Saturday, February 2, 2019

pages 260-261


Pages 260-261

                He went on to tell during the visit how they had trapped the different kinds of fur bearing animals before they had moved to this country.  He told of the big cougar cats, catamounts, puma or panther.  How in that timber country they would crouch in a tree and spring on a person as they rode by or on the backs of deer and other wild animals. That was the way they stalked their prey.
                I thought that a bit too exciting and I didn’t think I’d like living in that country.  He went on to say, “you have bobcats in this country, though not quite as dangerous, only when cornered and believe me they can put up a good fight, especially if several dogs are on his trail and the big cat becomes backed up or surrounded, just look out.”
                No one had been watching the clock and where the time went we little knew, for not two hours, but three had rolled around before he arose, picking up his hat saying,  “he guessed it was pretty late and he’d better be going.”  Jim said, “What’s your hurry?”  as he walked with him, opening the door.  He stepped out into the night and was gone only having to walk about the length of an eighty acres to his home.
                The nights were still chilly and this one was no exception for even in summer in this high altitude the nights were cool and very pleasant especially for sleeping, being so different from where Jim and I were raised.  Those nights were hot and sultry with their damp sticky atmosphere prevented one from relaxing and enjoying their much earned rest.
                As we blew out the light and got into bed, we heard the galloping of hoofs coming up the hill past the house.  They seemed to be doing a lot of milling around out by the corral.  Jackie brayed from over by the rack.  Jim lit the lantern, opening the door, held it up over his head just as the whole bunch dashed past the house and down into the canyon.  We could still hear the hoofs digging into the gravel as they continued on the gallop up the hillside to the bench.
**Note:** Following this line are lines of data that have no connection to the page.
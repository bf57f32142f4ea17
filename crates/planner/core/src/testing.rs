//! Small synthetic dataset shared by the unit tests.

use std::collections::BTreeMap;

use crate::env::{
    Color, Evolution, MoveType, RefineVariant, ReferenceData, SkillCategory, SkillDefinition,
    SpecialRefine, UnitDefinition, UpgradeFlags, UpgradeTables, WeaponData, WeaponType,
};
use crate::stats::{Rarity, Stat, Stats};

fn weapon(name: &str, cost: u32, might: i32, weapon_type: WeaponType) -> SkillDefinition {
    SkillDefinition::weapon(name, cost, WeaponData::new(might, weapon_type))
}

fn refinable(mut skill: SkillDefinition, flags: &str) -> SkillDefinition {
    if let Some(data) = skill.weapon.as_mut() {
        data.upgrade = Some(UpgradeFlags::parse(flags));
    }
    skill
}

fn colored(mut skill: SkillDefinition, color: Color) -> SkillDefinition {
    if let Some(data) = skill.weapon.as_mut() {
        data.colors.push(color);
    }
    skill
}

fn skill(category: SkillCategory, name: &str, cost: u32) -> SkillDefinition {
    SkillDefinition::new(category, name, cost)
}

fn units() -> Vec<UnitDefinition> {
    use SkillCategory::*;

    let chrom = UnitDefinition::new("Chrom", Color::Red, WeaponType::Sword, MoveType::Infantry)
        .with_base_stats(Rarity::Five, Stats::new(19, 9, 5, 8, 4))
        .with_growths(Stats::new(60, 55, 40, 50, 25))
        .with_skill(Weapon, "Iron Sword", Some(1))
        .with_skill(Weapon, "Steel Sword", Some(2))
        .with_skill(Weapon, "Silver Sword", Some(3))
        .with_skill(Weapon, "Falchion", Some(5))
        .with_skill(Special, "Aether", Some(5))
        .with_skill(PassiveA, "Death Blow 1", Some(3));

    let abel = UnitDefinition::new("Abel", Color::Blue, WeaponType::Lance, MoveType::Cavalry)
        .with_lowest_rarity(Rarity::Three)
        .with_base_stats(Rarity::Three, Stats::new(16, 7, 8, 6, 4))
        .with_base_stats(Rarity::Four, Stats::new(17, 7, 9, 6, 5))
        .with_base_stats(Rarity::Five, Stats::new(18, 8, 9, 7, 5))
        .with_growths(Stats::new(50, 55, 60, 45, 30))
        .with_skill(Weapon, "Iron Lance", Some(1))
        .with_skill(Weapon, "Steel Lance", Some(2))
        .with_skill(Weapon, "Brave Lance", Some(4))
        .with_skill(Weapon, "Brave Lance+", Some(5))
        .with_skill(PassiveB, "Swordbreaker 1", Some(3))
        .with_skill(PassiveB, "Swordbreaker 2", Some(4))
        .with_skill(PassiveB, "Swordbreaker 3", None);

    let lilina = UnitDefinition::new("Lilina", Color::Red, WeaponType::Tome, MoveType::Infantry)
        .with_base_stats(Rarity::Five, Stats::new(16, 10, 6, 4, 8))
        .with_growths(Stats::new(40, 65, 50, 25, 45))
        .with_skill(Weapon, "Fire", Some(1))
        .with_skill(Weapon, "Elfire", Some(3))
        .with_skill(Special, "Moonbow", Some(4));

    let priscilla =
        UnitDefinition::new("Priscilla", Color::Neutral, WeaponType::Staff, MoveType::Cavalry)
            .with_lowest_rarity(Rarity::Four)
            .with_base_stats(Rarity::Four, Stats::new(16, 6, 7, 4, 8))
            .with_base_stats(Rarity::Five, Stats::new(17, 7, 8, 4, 9))
            .with_growths(Stats::new(45, 50, 55, 20, 55))
            .with_skill(Weapon, "Assault", Some(1))
            .with_skill(Weapon, "Gravity", Some(4))
            .with_skill(Assist, "Heal", Some(1));

    let mut ayra = UnitDefinition::new("Ayra", Color::Red, WeaponType::Sword, MoveType::Infantry)
        .with_max_stats(Rarity::Five, Stats::new(41, 33, 37, 24, 21))
        .with_skill(Weapon, "Silver Sword", Some(5));
    ayra.boon_table = BTreeMap::from([(Stat::Spd, 4)]);
    ayra.bane_table = BTreeMap::from([(Stat::Spd, 4)]);

    vec![chrom, abel, lilina, priscilla, ayra]
}

fn weapons() -> Vec<SkillDefinition> {
    vec![
        weapon("Iron Sword", 50, 6, WeaponType::Sword),
        weapon("Steel Sword", 100, 8, WeaponType::Sword),
        weapon("Silver Sword", 200, 11, WeaponType::Sword),
        refinable(weapon("Silver Sword+", 300, 15, WeaponType::Sword), "Yes"),
        refinable(weapon("Falchion", 400, 16, WeaponType::Sword), "Mt:1")
            .with_effect("Effective against dragons.")
            .with_restriction("Exclusive"),
        refinable(weapon("Ragnell", 400, 16, WeaponType::Sword), "Legendary")
            .with_restriction("Exclusive"),
        weapon("Iron Lance", 50, 6, WeaponType::Lance),
        weapon("Steel Lance", 100, 8, WeaponType::Lance),
        weapon("Brave Lance", 200, 5, WeaponType::Lance),
        refinable(weapon("Brave Lance+", 300, 10, WeaponType::Lance), "Yes")
            .with_effect("Inflicts Spd-5. Unit attacks twice."),
        colored(weapon("Fire", 50, 4, WeaponType::Tome), Color::Red),
        colored(weapon("Elfire", 100, 6, WeaponType::Tome), Color::Red),
        colored(weapon("Thoron", 200, 11, WeaponType::Tome), Color::Blue),
        colored(weapon("Assault", 50, 10, WeaponType::Staff), Color::Neutral),
        colored(weapon("Gravity", 150, 6, WeaponType::Staff), Color::Neutral)
            .with_effect("After combat, inflicts Gravity on target."),
        colored(weapon("Gravity+", 300, 10, WeaponType::Staff), Color::Neutral)
            .with_effect("After combat, inflicts Gravity on target and foes within 1 space."),
        colored(weapon("Pain+", 300, 10, WeaponType::Staff), Color::Neutral),
    ]
}

fn support_skills() -> Vec<SkillDefinition> {
    use SkillCategory::*;
    vec![
        skill(Assist, "Reposition", 150),
        skill(Assist, "Rally Attack", 150).with_restriction("Offense"),
        skill(Assist, "Heal", 50).with_restriction("Staff"),
        skill(Special, "Moonbow", 100),
        skill(Special, "Aether", 500).with_restriction("Exclusive"),
        skill(Special, "Iceberg", 200)
            .with_restriction("Magic")
            .with_value("Res:0.5")
            .with_effect("Boosts damage by {value}."),
    ]
}

fn passives() -> Vec<SkillDefinition> {
    use SkillCategory::*;
    let fury = "Grants Atk/Spd/Def/Res+{n}. After combat, unit takes {d} damage.";
    let mut skills = vec![
        skill(PassiveA, "HP +3", 50),
        skill(PassiveA, "HP +4", 100),
        skill(PassiveA, "HP +5", 200),
        skill(PassiveA, "Attack +1", 30).with_effect("Grants Atk+1."),
        skill(PassiveA, "Attack +2", 60).with_effect("Grants Atk+2."),
        skill(PassiveA, "Attack +3", 120).with_effect("Grants Atk+3."),
        skill(PassiveA, "Death Blow 1", 50)
            .with_effect("Grants Atk+2 during combat if unit initiates combat."),
        skill(PassiveA, "Darting Blow 1", 50)
            .with_effect("Grants Spd+2 during combat if unit initiates combat."),
        skill(PassiveA, "Armored Blow 1", 50).with_restriction("Armored"),
        skill(PassiveA, "Armored Blow 2", 100).with_restriction("Armored"),
        skill(PassiveA, "Armored Blow 3", 200).with_restriction("Armored"),
        skill(PassiveA, "Swift Sparrow 1", 120).with_require("Death Blow 1|Darting Blow 1"),
        skill(PassiveA, "Swift Sparrow 2", 240),
        skill(PassiveA, "Life and Death 3", 200),
        skill(PassiveA, "Fortress Def 1", 60).with_restriction("Armored"),
        skill(PassiveB, "Swordbreaker 1", 50).with_restriction("Weapon:L,A,Bo,Da,Tr,Tb,Tg,St"),
        skill(PassiveB, "Swordbreaker 2", 100).with_restriction("Weapon:L,A,Bo,Da,Tr,Tb,Tg,St"),
        skill(PassiveB, "Swordbreaker 3", 200).with_restriction("Weapon:L,A,Bo,Da,Tr,Tb,Tg,St"),
        skill(PassiveB, "Vantage 1", 50).with_restriction("Offense"),
        skill(PassiveB, "Vantage 2", 100).with_restriction("Offense"),
        skill(PassiveB, "Vantage 3", 200).with_restriction("Offense"),
        skill(PassiveC, "Hone Cavalry", 200).with_restriction("Cavalry"),
        skill(PassiveC, "Spur Atk 1", 50),
        skill(PassiveC, "Spur Atk 2", 100),
        skill(Seal, "HP +1", 0),
        skill(Seal, "Attack +1", 0).with_effect("Grants Atk+1."),
        skill(Seal, "Squad Ace A 1", 0).with_effect("Grants HP+1."),
        skill(Seal, "Heavy Blade 1", 0).with_restriction("Melee"),
    ];
    for (level, damage, cost) in [(1, 2, 50), (2, 4, 100), (3, 6, 200)] {
        let effect = fury
            .replace("{n}", &level.to_string())
            .replace("{d}", &damage.to_string());
        skills.push(skill(PassiveA, &format!("Fury {level}"), cost).with_effect(effect));
    }
    skills
}

fn upgrades() -> UpgradeTables {
    UpgradeTables {
        melee: BTreeMap::from([
            (Stat::Atk, Stats::new(5, 2, 0, 0, 0)),
            (Stat::Spd, Stats::new(5, 0, 3, 0, 0)),
            (Stat::Def, Stats::new(5, 0, 0, 4, 0)),
            (Stat::Res, Stats::new(5, 0, 0, 0, 4)),
        ]),
        ranged: BTreeMap::from([
            (Stat::Atk, Stats::new(2, 1, 0, 0, 0)),
            (Stat::Spd, Stats::new(2, 0, 2, 0, 0)),
            (Stat::Def, Stats::new(2, 0, 0, 3, 0)),
            (Stat::Res, Stats::new(2, 0, 0, 0, 3)),
        ]),
        wrathful: Some("Damage from staff calculated like other weapons.".into()),
        dazzling: Some("Foe cannot counterattack.".into()),
        special: BTreeMap::from([(
            "Falchion".to_owned(),
            SpecialRefine {
                effect: Some("Grants Atk+2.".into()),
                stats: None,
                common_effect: None,
                variants: vec![RefineVariant {
                    units: vec!["Chrom".into()],
                    effect: "Grants Spd+2.".into(),
                    stats: Some(Stats::new(3, 0, 0, 0, 0)),
                }],
            },
        )]),
        evolutions: vec![Evolution::new("Gravity+", "Pain+")],
    }
}

/// Chrom, Abel, Lilina, Priscilla and Ayra with a matching skill catalog.
pub fn sample_data() -> ReferenceData {
    let mut data = ReferenceData::new().with_upgrades(upgrades());
    for unit in units() {
        data.insert_unit(unit);
    }
    for skill in weapons()
        .into_iter()
        .chain(support_skills())
        .chain(passives())
    {
        data.insert_skill(skill);
    }
    data
}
                Jackie did not attempt to go with them.  He and Nig remained behind, eating hay at the rack.  When Jim went out to look around, later we saw the rest of our horses come up the hill, deserting the bunch of range horses that had gotten in by someone leaving the gate open.  After feeding ours.  Jim returned to the house saying. “After all this interruption, it seems like it ought to be morning.”
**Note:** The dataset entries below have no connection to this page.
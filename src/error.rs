use axum::{
    http::StatusCode,
    response::{IntoResponse, Response},
    Json,
};
use serde::Serialize;
use tracing::error;

use crate::{auth::jwt::TokenError, users::StoreError};

/// Errors surfaced to HTTP clients.
///
/// Every variant except `Internal` carries a status, a machine-readable code
/// and a detail message. `Internal` is logged and answered with a bare 500.
#[derive(Debug, thiserror::Error)]
pub enum AppError {
    #[error("The particular user or id already exists")]
    UserIdExists,
    #[error("The user already exists")]
    UserAlreadyExists,
    #[error("Both the username and email can't be None at the same time")]
    MissingSelectors,
    #[error("the user with the given credentials do not exist")]
    UserNotFound,
    #[error("The provided jwt token has invalid signature")]
    InvalidSignature,
    #[error("The provided jwt token is invalid")]
    InvalidToken,
    #[error("The provided jwt token has expired")]
    TokenExpired,
    #[error(transparent)]
    Internal(#[from] anyhow::Error),
}

#[derive(Debug, Serialize)]
struct ErrorBody<'a> {
    #[serde(skip_serializing_if = "Option::is_none")]
    error_code: Option<&'static str>,
    detail: &'a str,
}

impl AppError {
    pub fn status(&self) -> StatusCode {
        match self {
            AppError::UserNotFound => StatusCode::NOT_FOUND,
            AppError::Internal(_) => StatusCode::INTERNAL_SERVER_ERROR,
            _ => StatusCode::BAD_REQUEST,
        }
    }

    pub fn code(&self) -> Option<&'static str> {
        match self {
            AppError::UserIdExists => Some("user_id_exists"),
            AppError::UserAlreadyExists => Some("user_already_exists"),
            AppError::MissingSelectors => Some("both_username_&_email_null"),
            AppError::UserNotFound => Some("user_not_found"),
            AppError::InvalidSignature => Some("invalid_signature"),
            AppError::InvalidToken => Some("invalid_token"),
            AppError::TokenExpired => Some("token_expired"),
            AppError::Internal(_) => None,
        }
    }
}

impl IntoResponse for AppError {
    fn into_response(self) -> Response {
        let status = self.status();
        if let AppError::Internal(e) = &self {
            error!(error = ?e, "internal error");
            let body = ErrorBody {
                error_code: None,
                detail: "Internal Server Error",
            };
            return (status, Json(body)).into_response();
        }

        let detail = self.to_string();
        let body = ErrorBody {
            error_code: self.code(),
            detail: &detail,
        };
        (status, Json(body)).into_response()
    }
}

impl From<TokenError> for AppError {
    fn from(e: TokenError) -> Self {
        match e {
            TokenError::InvalidSignature => AppError::InvalidSignature,
            TokenError::InvalidToken => AppError::InvalidToken,
            TokenError::TokenExpired => AppError::TokenExpired,
        }
    }
}

impl From<StoreError> for AppError {
    fn from(e: StoreError) -> Self {
        match e {
            StoreError::DuplicateId => AppError::UserIdExists,
            StoreError::DuplicateEmail => AppError::UserAlreadyExists,
            StoreError::Other(e) => AppError::Internal(e),
        }
    }
}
                We blew out the light again and went back to bed and soon fast asleep, and then being awaken abruptly at around 5 a.m. when the coyote set up his weird yapping somewhere off on a lonely hillside.
                Jim got up to look out to find a warm like wind blowing down the canyon, laden with a heavy mist.  For we had notice the red sunset  and the clouds hanging heavy, the evening before, but did not plan on a shower,  which was always welcome in this country.
                Looking out our window where we ate at the kitchen table, could see the raindrops turning to snow.  This Jim thought would be better still for it would last much longer and soak in the ground slower.  Some old timers thought one snow was worth two rains.
                “Well,” Jim said, “its just the kind of day to do some riveting and fixing harness, also to make another halter for a spare when needed.”  So he brought in what he needed to work on.,  I then put down a canvas and some paper to put the harness and things on and placed a chair while he got down the rivets from the cupboard.  He said, “just why couldn’t I have done this in the kitchen?”  Turning he saw me getting out the ironing board.  Then said, “Oh, I see,” so our time was pretty well occupied that snowy day.  He with his harness mending and I with the ironing.  When finally he said, “you really keep that stove red with that sagewood.”  I replied, “that is the way I get an ironing done up quick by adding a sage stick each time I take off an iron.”  So we talked and worked the hours away.
                By noon I had finished the ironing but from the window one could see the snow had not slackened, only continuing to come down quietly until night began settling over the valley when Jim took the repaired harness back to the barn to be hung up on the hooks.
                Then I took down the lamps, cleaned the chimneys and lit them.  As Jim came in looking like a snowball, “Brush me off,” he said handing me the broom.  I did so, then managed to sweep it out and close the door as I did so that screeching sound from the bird in the canyon as well as the howling of a coyote pierced my ears as it came to me from out of the storm.
                The storm continued throughout most of the night and with the rising of the sun from behind a bank of clouds, the wind came up to play havoc with the soft fluffy new fallen snow piling it into drifts wherever there were things to pile it against like brush, fenceposts, or buildings. It was a west wind and the front of our house caught a lot of it, but the canyon below caught the most. Plastering the bushes and trees, causing it to look like the wonders of a fairy land.
                Opening the door to look out, Jim’s first thoughts were “how great it would have been had it stayed as it fell, “ but nature plays queer tricks and what seems best to people isn’t always nature’s way so that day we enjoyed the comforts of our fireside.